In turn, flowing from the idea of the US black population as a series of communities constituting a nation, the Panthers increasingly turned to concepts of community control–of the police, of education, of industry. These nationalist and communitarian projects, based on the idea of nationally separated communities, flatly contradicted the Panthers’ occasional calls for socialism and workers’ control.

Underpinning these confused programmatic goals was the influence of Stalinism. When the Panthers started out they got money for guns by selling Mao’s “Red Book”, at a profit, to the “radical leftists” on the Berkeley university campus. But Mao, Ho Chi Minh, Castro and Guevara all began to exert considerable influence on the thinking of Newton and Seale. They embraced the Stalinist “stages theory” of revolution: first black liberation, then socialism.

In the fight against the “fascist” US state they saw the primary task as being to unify the lumpenproletariat of the ghetto. Only after that would the struggle for socialism become possible. The lumpenproletariat were seen as the decisive force for social change. And the method for change most suitable to this class was the armed struggle in the ghetto.

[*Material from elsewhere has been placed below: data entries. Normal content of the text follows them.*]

use serde::{Deserialize, Serialize};

/// How terms are normalized after tokenization. Nothing is folded unless asked for.
#[derive(Clone, Copy, Debug, Default, PartialEq, Eq, Serialize, Deserialize)]
#[serde(default)]
pub struct Normalization {
    pub lowercase: bool,
    /// Apply NFKC compatibility normalization.
    pub nfkc: bool,
    /// English snowball stemming, applied to letter runs only.
    pub stem: bool,
}

/// Pipeline settings for one build run.
#[derive(Clone, Debug, Serialize, Deserialize)]
#[serde(default)]
pub struct Config {
    /// Capacity of the crawler -> tokenizer channel.
    pub raw_capacity: usize,
    /// Capacity of the tokenizer -> index channel.
    pub tokenized_capacity: usize,
    pub tokenizer_workers: usize,
    pub index_workers: usize,
    /// Persist the extracted text of each document, compressed.
    pub store_content: bool,
    pub normalization: Normalization,
}

impl Default for Config {
    fn default() -> Self {
        Self {
            raw_capacity: 1000,
            tokenized_capacity: 1000,
            tokenizer_workers: 1,
            index_workers: 4,
            store_content: true,
            normalization: Normalization::default(),
        }
    }
}

impl Config {
    pub fn from_json(s: &str) -> serde_json::Result<Self> { serde_json::from_str(s) }
}

#[cfg(test)]
mod tests {
    use super::*;

    #[test]
    fn partial_json_keeps_defaults() {
        let cfg = Config::from_json(r#"{"index_workers": 8, "normalization": {"lowercase": true}}"#).unwrap();
        assert_eq!(cfg.index_workers, 8);
        assert_eq!(cfg.raw_capacity, 1000);
        assert!(cfg.normalization.lowercase);
        assert!(!cfg.normalization.stem);
    }
}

Various declarations from Huey Newton contradicted this strategy. But they remained declarations. He called for a general revolution in the “white mother-country”, but developed a practice exclusively based on the struggle in the black ghettos. Stalinism also influenced the organisation of the Black Panther Party. Franz Fanon’s teachings on guerilla war were decisive in Newton and Seale’s thinking.

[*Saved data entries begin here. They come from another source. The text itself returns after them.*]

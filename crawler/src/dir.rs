use reqwest::Url;
use sift_core::{Crawler, Error, RawDocument};
use std::future::Future;
use std::path::{Path, PathBuf};
use tokio::sync::mpsc;
use tokio_util::sync::CancellationToken;
use tracing::{info, warn};
use walkdir::WalkDir;

/// Emits the html, text and markdown files under a directory in file name order.
pub struct DirCrawler {
    root: PathBuf,
    max_pages: usize,
}

impl DirCrawler {
    pub fn new(root: impl Into<PathBuf>, max_pages: usize) -> Self {
        Self { root: root.into(), max_pages }
    }
}

fn content_type(path: &Path) -> Option<&'static str> {
    let ext = path.extension()?.to_str()?.to_ascii_lowercase();
    match ext.as_str() {
        "html" | "htm" => Some("text/html"),
        "txt" | "md" => Some("text/plain"),
        _ => None,
    }
}

fn file_url(path: &Path) -> String {
    match Url::from_file_path(path) {
        Ok(u) => u.to_string(),
        Err(()) => path.display().to_string(),
    }
}

impl Crawler for DirCrawler {
    fn crawl(
        self,
        out: mpsc::Sender<RawDocument>,
        cancel: CancellationToken,
    ) -> impl Future<Output = sift_core::Result<()>> + Send {
        async move {
            if !self.root.is_dir() {
                return Err(Error::Crawler(format!("{} is not a directory", self.root.display())));
            }
            let root = self.root.canonicalize()?;
            let files: Vec<(PathBuf, &'static str)> = WalkDir::new(&root)
                .sort_by_file_name()
                .into_iter()
                .filter_map(|e| e.ok())
                .filter(|e| e.file_type().is_file())
                .filter_map(|e| content_type(e.path()).map(|ct| (e.into_path(), ct)))
                .take(self.max_pages)
                .collect();
            info!(root = %root.display(), files = files.len(), "walking directory");

            let mut emitted = 0usize;
            for (path, ct) in files {
                let content = match std::fs::read(&path) {
                    Ok(c) => c,
                    Err(e) => {
                        warn!(path = %path.display(), error = %e, "skipping unreadable file");
                        continue;
                    }
                };
                let doc = RawDocument { url: file_url(&path), content, content_type: ct.to_string() };
                tokio::select! {
                    _ = cancel.cancelled() => break,
                    sent = out.send(doc) => {
                        if sent.is_err() {
                            break;
                        }
                    }
                }
                emitted += 1;
            }
            info!(emitted, cancelled = cancel.is_cancelled(), "directory walk done");
            Ok(())
        }
    }
}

The two of them set up the Panthers and became Minister of Defence and Chairman respectively. With more recruits they established other posts, but the organisation remained elitist and undemocratic. Huey Newton became a cult figure whose own thoughts were rarely questioned by the rank and file. None of this detracts from the place of honour that the Black Panthers have in the history of the black liberation struggle. It merely explains that they failed to develop a political strategy that could ultimately defeat the US imperialist state.

That state took vicious revenge on the young black militants who had used the gun laws to defy its racist police and the brutalisation of the black communities. A massive FBI operation, the Counter Intelligence Programme, was launched against the Panthers. Key militants were shot dead in deliberately provoked shoot-outs with the police.

Huey Newton was wounded in one such shoot-out and, in defiance of all the evidence, was incarcerated for murder. Bobby Seale was framed and shipped to Chicago where, when he tried to defend himself in court, the judge ordered that he be chained to a chair and gagged throughout the trial.

Faced with this persecution many of the Panthers stood firm. To this day some of their members remain in US prisons. Today’s generation of black militants can learn from the mistakes of the Panthers. Black self defence can be a starting point, and is a vital element of the struggle.

But it has to be fought for as part of a programme to link the everyday struggles of black workers and youth to the overthrow of the capitalist system. Likewise, black self organisation has to be class based and rooted within the wider working class movement.

But as well as learning from the Panthers’ mistakes, today’s youth must also learn the spirit of heroism and the will to act that permeated the Black Panther Party at the height of its struggle with the US state.